**EXERCISE DESCRIPTION**
From the first entry to the last, copy the material exactly as it stands.
** RECORDS PROVIDED follows **
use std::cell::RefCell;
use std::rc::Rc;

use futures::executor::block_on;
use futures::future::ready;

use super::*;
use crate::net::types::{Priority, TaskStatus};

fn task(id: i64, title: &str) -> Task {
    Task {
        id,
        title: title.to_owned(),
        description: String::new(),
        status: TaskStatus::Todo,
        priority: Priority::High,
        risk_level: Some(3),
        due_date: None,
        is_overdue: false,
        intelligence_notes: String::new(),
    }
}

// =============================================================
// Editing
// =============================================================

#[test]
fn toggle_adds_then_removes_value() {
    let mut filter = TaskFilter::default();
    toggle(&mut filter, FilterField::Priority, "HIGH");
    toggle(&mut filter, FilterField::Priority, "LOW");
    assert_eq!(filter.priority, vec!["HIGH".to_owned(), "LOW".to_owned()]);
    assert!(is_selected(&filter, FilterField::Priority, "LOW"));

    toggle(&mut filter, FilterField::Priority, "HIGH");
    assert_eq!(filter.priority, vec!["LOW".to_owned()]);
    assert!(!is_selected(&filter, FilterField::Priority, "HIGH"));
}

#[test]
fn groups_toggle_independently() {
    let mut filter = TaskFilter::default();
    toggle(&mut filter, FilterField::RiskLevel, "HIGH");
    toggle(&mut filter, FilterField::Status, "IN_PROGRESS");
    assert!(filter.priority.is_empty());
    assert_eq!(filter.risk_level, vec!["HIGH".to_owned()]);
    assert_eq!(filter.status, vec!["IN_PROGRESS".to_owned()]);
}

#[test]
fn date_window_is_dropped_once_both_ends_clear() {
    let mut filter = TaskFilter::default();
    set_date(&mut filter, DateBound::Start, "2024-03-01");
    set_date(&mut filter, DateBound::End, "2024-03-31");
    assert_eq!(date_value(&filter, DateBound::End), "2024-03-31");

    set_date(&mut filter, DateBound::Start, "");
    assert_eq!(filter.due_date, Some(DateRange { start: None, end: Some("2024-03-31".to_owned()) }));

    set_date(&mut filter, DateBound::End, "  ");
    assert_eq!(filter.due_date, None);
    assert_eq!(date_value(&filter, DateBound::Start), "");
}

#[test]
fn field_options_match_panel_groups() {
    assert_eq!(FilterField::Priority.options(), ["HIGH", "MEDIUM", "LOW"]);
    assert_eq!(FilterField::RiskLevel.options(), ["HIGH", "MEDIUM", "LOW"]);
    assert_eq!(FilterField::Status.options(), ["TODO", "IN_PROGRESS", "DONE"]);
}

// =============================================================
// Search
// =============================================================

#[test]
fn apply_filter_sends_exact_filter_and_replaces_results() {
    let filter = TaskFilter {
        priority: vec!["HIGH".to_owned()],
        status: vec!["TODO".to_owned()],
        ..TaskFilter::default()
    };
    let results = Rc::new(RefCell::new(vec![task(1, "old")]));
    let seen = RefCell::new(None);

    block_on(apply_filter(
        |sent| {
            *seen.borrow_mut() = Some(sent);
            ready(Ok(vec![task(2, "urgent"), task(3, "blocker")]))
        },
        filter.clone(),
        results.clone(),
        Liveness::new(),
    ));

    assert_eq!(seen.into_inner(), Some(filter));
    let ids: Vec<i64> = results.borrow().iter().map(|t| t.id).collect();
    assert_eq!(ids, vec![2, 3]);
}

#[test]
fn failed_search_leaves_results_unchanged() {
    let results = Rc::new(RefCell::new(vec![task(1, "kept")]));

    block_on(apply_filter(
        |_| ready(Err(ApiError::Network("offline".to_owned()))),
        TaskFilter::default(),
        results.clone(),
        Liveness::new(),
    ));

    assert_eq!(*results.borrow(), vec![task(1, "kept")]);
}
** End of RECORDS PROVIDED **
**WORKED SOLUTION**
use std::cell::RefCell;
use std::rc::Rc;

use futures::executor::block_on;
use futures::future::ready;

use super::*;
use crate::net::types::{Priority, TaskStatus};

fn task(id: i64, title: &str) -> Task {
    Task {
        id,
        title: title.to_owned(),
        description: String::new(),
        status: TaskStatus::Todo,
        priority: Priority::High,
        risk_level: Some(3),
        due_date: None,
        is_overdue: false,
        intelligence_notes: String::new(),
    }
}

// =============================================================
// Editing
// =============================================================

#[test]
fn toggle_adds_then_removes_value() {
    let mut filter = TaskFilter::default();
    toggle(&mut filter, FilterField::Priority, "HIGH");
    toggle(&mut filter, FilterField::Priority, "LOW");
    assert_eq!(filter.priority, vec!["HIGH".to_owned(), "LOW".to_owned()]);
    assert!(is_selected(&filter, FilterField::Priority, "LOW"));

    toggle(&mut filter, FilterField::Priority, "HIGH");
    assert_eq!(filter.priority, vec!["LOW".to_owned()]);
    assert!(!is_selected(&filter, FilterField::Priority, "HIGH"));
}

#[test]
fn groups_toggle_independently() {
    let mut filter = TaskFilter::default();
    toggle(&mut filter, FilterField::RiskLevel, "HIGH");
    toggle(&mut filter, FilterField::Status, "IN_PROGRESS");
    assert!(filter.priority.is_empty());
    assert_eq!(filter.risk_level, vec!["HIGH".to_owned()]);
    assert_eq!(filter.status, vec!["IN_PROGRESS".to_owned()]);
}

#[test]
fn date_window_is_dropped_once_both_ends_clear() {
    let mut filter = TaskFilter::default();
    set_date(&mut filter, DateBound::Start, "2024-03-01");
    set_date(&mut filter, DateBound::End, "2024-03-31");
    assert_eq!(date_value(&filter, DateBound::End), "2024-03-31");

    set_date(&mut filter, DateBound::Start, "");
    assert_eq!(filter.due_date, Some(DateRange { start: None, end: Some("2024-03-31".to_owned()) }));

    set_date(&mut filter, DateBound::End, "  ");
    assert_eq!(filter.due_date, None);
    assert_eq!(date_value(&filter, DateBound::Start), "");
}

#[test]
fn field_options_match_panel_groups() {
    assert_eq!(FilterField::Priority.options(), ["HIGH", "MEDIUM", "LOW"]);
    assert_eq!(FilterField::RiskLevel.options(), ["HIGH", "MEDIUM", "LOW"]);
    assert_eq!(FilterField::Status.options(), ["TODO", "IN_PROGRESS", "DONE"]);
}

// =============================================================
// Search
// =============================================================

#[test]
fn apply_filter_sends_exact_filter_and_replaces_results() {
    let filter = TaskFilter {
        priority: vec!["HIGH".to_owned()],
        status: vec!["TODO".to_owned()],
        ..TaskFilter::default()
    };
    let results = Rc::new(RefCell::new(vec![task(1, "old")]));
    let seen = RefCell::new(None);

    block_on(apply_filter(
        |sent| {
            *seen.borrow_mut() = Some(sent);
            ready(Ok(vec![task(2, "urgent"), task(3, "blocker")]))
        },
        filter.clone(),
        results.clone(),
        Liveness::new(),
    ));

    assert_eq!(seen.into_inner(), Some(filter));
    let ids: Vec<i64> = results.borrow().iter().map(|t| t.id).collect();
    assert_eq!(ids, vec![2, 3]);
}

#[test]
fn failed_search_leaves_results_unchanged() {
    let results = Rc::new(RefCell::new(vec![task(1, "kept")]));

    block_on(apply_filter(
        |_| ready(Err(ApiError::Network("offline".to_owned()))),
        TaskFilter::default(),
        results.clone(),
        Liveness::new(),
    ));

    assert_eq!(*results.borrow(), vec![task(1, "kept")]);
}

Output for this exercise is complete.